■ Exercise details
Look through the data that follows and copy each line with the string "come".

■ Extracted records
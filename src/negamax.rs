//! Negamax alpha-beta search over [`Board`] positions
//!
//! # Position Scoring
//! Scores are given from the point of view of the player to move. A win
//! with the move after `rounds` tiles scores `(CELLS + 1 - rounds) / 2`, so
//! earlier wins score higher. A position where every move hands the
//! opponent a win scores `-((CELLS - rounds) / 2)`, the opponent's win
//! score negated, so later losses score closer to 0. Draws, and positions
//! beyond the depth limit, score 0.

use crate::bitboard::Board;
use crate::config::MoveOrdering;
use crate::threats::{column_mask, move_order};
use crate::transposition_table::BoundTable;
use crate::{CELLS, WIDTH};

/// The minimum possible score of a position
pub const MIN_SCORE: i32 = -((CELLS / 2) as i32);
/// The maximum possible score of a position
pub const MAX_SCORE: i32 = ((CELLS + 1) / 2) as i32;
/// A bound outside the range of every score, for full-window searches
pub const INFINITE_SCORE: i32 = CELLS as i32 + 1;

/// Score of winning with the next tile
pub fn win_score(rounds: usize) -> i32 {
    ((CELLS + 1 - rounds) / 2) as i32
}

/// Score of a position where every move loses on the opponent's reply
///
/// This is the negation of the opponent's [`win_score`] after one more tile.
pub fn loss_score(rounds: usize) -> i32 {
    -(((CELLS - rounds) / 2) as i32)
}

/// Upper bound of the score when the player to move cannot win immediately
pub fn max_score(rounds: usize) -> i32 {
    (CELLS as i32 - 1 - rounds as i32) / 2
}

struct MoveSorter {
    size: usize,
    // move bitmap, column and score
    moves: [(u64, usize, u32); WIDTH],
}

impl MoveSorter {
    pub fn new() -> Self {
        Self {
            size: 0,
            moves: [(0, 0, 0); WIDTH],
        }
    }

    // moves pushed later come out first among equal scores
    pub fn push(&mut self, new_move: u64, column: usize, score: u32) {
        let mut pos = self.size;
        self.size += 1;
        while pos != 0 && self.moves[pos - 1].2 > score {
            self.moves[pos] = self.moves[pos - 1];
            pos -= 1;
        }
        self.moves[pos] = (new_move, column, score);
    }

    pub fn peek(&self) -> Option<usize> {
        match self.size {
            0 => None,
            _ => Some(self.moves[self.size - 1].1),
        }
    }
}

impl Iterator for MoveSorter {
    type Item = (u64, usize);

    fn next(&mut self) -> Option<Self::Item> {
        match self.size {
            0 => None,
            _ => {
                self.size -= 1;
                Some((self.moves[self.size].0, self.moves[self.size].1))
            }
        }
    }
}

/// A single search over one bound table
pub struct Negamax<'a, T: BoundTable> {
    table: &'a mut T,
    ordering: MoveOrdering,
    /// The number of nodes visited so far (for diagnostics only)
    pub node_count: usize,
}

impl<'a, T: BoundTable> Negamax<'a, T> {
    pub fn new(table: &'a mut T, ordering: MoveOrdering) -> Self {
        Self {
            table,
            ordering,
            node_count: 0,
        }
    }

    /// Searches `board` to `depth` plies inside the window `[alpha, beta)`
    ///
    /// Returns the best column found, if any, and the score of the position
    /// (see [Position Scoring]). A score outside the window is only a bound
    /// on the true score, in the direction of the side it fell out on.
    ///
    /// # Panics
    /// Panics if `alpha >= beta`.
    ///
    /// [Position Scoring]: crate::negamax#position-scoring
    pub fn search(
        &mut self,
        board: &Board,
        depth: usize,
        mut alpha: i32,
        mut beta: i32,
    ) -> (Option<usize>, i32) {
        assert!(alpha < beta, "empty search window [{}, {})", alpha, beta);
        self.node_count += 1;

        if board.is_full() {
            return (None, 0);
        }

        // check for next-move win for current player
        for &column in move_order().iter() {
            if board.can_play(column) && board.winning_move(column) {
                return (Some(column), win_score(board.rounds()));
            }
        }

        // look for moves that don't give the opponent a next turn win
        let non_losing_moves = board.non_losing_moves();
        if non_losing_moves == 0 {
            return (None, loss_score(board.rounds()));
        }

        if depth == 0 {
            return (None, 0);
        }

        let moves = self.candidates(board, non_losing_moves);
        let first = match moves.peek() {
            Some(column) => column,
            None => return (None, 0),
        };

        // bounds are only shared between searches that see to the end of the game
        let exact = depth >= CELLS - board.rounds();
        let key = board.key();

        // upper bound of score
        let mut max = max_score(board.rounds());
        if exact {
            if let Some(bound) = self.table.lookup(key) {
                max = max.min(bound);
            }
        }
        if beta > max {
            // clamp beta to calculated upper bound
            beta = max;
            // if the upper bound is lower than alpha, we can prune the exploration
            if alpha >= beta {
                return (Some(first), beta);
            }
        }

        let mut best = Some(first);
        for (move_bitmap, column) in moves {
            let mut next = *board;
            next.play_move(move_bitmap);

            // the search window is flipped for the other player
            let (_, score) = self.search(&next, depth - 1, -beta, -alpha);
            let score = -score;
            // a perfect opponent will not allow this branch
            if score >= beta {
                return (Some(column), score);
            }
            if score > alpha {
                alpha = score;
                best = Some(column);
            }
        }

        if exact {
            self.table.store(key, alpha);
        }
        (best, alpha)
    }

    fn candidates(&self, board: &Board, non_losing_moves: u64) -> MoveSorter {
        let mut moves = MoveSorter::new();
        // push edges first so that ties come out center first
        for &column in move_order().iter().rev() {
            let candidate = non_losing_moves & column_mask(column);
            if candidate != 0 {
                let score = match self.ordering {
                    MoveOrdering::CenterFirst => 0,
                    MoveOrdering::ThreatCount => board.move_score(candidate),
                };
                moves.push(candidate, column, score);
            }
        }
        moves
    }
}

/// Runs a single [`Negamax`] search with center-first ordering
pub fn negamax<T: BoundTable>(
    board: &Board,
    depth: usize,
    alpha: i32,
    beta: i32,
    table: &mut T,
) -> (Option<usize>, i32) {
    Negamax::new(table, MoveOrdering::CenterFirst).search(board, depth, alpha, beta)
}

■ Reply
    // moves pushed later come out first among equal scores
        // push edges first so that ties come out center first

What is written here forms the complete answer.